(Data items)
○ ○ ○ ○

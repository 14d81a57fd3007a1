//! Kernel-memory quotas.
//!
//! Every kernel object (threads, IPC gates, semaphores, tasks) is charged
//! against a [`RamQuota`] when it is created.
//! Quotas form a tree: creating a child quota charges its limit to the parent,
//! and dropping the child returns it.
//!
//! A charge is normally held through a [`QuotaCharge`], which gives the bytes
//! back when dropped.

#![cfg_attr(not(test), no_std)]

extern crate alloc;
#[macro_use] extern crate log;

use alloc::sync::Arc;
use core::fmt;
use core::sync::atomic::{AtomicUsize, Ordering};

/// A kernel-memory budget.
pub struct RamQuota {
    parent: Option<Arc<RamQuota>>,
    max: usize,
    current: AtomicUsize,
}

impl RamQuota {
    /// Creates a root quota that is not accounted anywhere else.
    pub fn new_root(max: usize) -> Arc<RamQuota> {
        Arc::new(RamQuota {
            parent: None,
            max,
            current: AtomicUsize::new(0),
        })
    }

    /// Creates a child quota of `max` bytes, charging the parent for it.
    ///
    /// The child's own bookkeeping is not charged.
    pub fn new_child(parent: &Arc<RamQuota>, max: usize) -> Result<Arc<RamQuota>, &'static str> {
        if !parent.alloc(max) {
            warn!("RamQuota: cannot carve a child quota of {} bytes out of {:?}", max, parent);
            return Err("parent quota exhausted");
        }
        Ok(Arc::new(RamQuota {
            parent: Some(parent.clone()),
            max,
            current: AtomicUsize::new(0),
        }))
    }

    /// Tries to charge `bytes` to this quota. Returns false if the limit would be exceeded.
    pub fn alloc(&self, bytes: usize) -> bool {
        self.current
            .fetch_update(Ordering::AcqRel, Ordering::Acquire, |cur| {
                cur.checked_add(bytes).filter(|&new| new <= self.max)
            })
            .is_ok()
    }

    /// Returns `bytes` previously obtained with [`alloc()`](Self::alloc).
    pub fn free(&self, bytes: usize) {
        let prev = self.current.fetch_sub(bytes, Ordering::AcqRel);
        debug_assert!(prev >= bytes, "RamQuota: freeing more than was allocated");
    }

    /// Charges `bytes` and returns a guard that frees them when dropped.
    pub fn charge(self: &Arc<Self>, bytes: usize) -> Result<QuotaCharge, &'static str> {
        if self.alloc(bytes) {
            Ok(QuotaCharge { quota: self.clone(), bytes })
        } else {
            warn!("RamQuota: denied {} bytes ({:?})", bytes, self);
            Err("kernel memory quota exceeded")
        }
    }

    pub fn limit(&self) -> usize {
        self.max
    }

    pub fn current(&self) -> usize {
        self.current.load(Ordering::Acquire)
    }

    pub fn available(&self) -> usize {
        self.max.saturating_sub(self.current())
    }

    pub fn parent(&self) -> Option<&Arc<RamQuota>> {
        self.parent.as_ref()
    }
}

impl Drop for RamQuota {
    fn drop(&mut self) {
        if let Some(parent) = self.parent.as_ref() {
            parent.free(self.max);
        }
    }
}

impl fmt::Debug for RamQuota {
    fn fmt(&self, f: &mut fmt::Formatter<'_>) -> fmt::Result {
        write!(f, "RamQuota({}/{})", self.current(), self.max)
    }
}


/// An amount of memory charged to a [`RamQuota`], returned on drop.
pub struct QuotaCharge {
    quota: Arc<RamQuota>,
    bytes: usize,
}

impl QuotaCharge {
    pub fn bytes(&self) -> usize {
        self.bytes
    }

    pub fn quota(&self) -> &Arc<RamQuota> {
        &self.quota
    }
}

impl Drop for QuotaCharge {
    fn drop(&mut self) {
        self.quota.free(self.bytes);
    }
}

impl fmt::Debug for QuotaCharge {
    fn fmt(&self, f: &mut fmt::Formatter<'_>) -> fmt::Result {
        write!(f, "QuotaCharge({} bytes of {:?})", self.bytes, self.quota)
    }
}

○ ○ ○ ○

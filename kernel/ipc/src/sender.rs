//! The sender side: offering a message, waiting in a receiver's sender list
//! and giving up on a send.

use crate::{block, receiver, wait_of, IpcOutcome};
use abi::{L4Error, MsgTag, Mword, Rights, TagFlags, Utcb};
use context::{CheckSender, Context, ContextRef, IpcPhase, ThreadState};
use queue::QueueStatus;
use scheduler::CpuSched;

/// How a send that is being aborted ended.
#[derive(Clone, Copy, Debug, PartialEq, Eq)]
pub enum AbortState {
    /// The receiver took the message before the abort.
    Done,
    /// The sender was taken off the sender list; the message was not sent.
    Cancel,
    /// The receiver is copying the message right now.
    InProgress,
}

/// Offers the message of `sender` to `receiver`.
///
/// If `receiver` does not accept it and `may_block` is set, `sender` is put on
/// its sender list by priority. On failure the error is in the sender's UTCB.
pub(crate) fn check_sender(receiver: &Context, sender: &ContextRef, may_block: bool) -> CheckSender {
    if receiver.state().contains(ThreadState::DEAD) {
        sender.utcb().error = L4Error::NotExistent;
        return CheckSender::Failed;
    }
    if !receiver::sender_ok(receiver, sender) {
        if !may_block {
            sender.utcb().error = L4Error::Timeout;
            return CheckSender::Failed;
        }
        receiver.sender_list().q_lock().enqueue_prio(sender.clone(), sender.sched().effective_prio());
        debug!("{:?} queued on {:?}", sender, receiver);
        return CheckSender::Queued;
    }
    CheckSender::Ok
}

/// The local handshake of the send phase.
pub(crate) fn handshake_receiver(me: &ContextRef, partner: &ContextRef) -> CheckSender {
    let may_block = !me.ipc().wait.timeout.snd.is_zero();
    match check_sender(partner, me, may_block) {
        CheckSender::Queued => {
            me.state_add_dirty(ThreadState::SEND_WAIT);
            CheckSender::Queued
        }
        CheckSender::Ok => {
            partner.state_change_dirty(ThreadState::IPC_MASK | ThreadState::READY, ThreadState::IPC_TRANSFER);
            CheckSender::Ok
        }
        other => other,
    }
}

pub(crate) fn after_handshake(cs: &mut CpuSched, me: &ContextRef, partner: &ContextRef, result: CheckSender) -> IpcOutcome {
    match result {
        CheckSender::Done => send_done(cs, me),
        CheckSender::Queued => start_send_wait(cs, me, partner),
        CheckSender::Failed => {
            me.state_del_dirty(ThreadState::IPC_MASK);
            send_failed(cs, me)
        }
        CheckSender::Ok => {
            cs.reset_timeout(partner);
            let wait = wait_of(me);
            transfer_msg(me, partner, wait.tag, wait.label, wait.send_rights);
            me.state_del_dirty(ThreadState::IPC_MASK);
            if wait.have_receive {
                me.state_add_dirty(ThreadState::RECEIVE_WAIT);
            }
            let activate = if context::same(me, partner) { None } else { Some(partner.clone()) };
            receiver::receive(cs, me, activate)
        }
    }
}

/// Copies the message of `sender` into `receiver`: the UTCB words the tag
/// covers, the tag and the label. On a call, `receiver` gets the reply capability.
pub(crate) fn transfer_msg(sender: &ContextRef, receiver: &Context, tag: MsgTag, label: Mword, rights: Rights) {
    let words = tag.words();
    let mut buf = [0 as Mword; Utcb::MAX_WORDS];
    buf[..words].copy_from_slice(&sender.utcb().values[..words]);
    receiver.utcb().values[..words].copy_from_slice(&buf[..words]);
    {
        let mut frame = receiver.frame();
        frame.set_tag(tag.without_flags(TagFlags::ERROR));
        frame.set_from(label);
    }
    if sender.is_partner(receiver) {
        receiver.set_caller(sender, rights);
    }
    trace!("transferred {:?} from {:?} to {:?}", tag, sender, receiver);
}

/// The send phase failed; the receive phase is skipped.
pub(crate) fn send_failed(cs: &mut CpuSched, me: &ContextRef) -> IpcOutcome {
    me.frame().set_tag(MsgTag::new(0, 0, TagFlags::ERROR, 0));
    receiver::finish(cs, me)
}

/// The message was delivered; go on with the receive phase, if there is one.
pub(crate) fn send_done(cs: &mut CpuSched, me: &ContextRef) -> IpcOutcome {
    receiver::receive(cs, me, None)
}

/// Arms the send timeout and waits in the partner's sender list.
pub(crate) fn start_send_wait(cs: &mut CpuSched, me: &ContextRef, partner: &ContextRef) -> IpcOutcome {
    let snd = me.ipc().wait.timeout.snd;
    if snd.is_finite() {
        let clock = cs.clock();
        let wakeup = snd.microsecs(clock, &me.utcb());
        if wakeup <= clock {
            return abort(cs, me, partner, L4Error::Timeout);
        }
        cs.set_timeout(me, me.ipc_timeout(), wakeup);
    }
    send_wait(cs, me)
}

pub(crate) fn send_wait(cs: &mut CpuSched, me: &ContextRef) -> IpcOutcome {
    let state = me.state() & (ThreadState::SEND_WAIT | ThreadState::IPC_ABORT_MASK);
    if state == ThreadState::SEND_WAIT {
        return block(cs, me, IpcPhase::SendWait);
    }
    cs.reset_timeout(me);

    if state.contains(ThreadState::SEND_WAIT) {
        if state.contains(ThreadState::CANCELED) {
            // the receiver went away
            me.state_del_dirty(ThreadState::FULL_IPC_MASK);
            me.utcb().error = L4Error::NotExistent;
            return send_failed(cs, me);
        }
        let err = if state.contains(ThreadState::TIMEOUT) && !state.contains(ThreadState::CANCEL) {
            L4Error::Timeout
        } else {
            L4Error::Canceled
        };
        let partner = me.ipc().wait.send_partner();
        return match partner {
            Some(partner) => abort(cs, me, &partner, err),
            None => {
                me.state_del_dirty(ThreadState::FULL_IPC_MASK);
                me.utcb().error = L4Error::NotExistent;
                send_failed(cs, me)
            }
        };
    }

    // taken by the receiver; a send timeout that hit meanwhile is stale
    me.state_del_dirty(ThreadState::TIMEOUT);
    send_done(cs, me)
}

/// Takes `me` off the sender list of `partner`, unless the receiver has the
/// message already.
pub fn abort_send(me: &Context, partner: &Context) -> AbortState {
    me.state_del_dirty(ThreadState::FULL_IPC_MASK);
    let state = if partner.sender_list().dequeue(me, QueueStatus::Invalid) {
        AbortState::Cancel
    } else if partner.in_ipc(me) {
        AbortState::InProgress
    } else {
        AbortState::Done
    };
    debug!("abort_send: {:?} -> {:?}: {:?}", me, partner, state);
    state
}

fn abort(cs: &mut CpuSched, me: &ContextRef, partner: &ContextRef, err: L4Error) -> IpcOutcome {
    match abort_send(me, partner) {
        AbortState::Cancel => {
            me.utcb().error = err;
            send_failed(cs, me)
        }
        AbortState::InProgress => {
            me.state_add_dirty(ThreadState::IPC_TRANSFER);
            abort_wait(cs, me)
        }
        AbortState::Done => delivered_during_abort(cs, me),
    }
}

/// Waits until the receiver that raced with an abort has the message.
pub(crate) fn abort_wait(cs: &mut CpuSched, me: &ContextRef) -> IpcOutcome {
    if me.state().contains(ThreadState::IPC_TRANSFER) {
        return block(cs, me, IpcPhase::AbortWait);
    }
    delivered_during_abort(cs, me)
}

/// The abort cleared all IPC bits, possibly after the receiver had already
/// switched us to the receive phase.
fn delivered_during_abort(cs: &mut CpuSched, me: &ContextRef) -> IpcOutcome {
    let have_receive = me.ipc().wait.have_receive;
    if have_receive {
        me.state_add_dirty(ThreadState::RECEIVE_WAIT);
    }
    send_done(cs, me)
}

○ ○ ○ ○

* [Task objective]: Look above for the line containing "was not sent.". Output from there through the line containing "does not accept", exactly and inclusively.

* [Your solution]:
    /// The sender was taken off the sender list; the message was not sent.
    Cancel,
    /// The receiver is copying the message right now.
    InProgress,
}

/// Offers the message of `sender` to `receiver`.
///
/// If `receiver` does not accept it and `may_block` is set, `sender` is put on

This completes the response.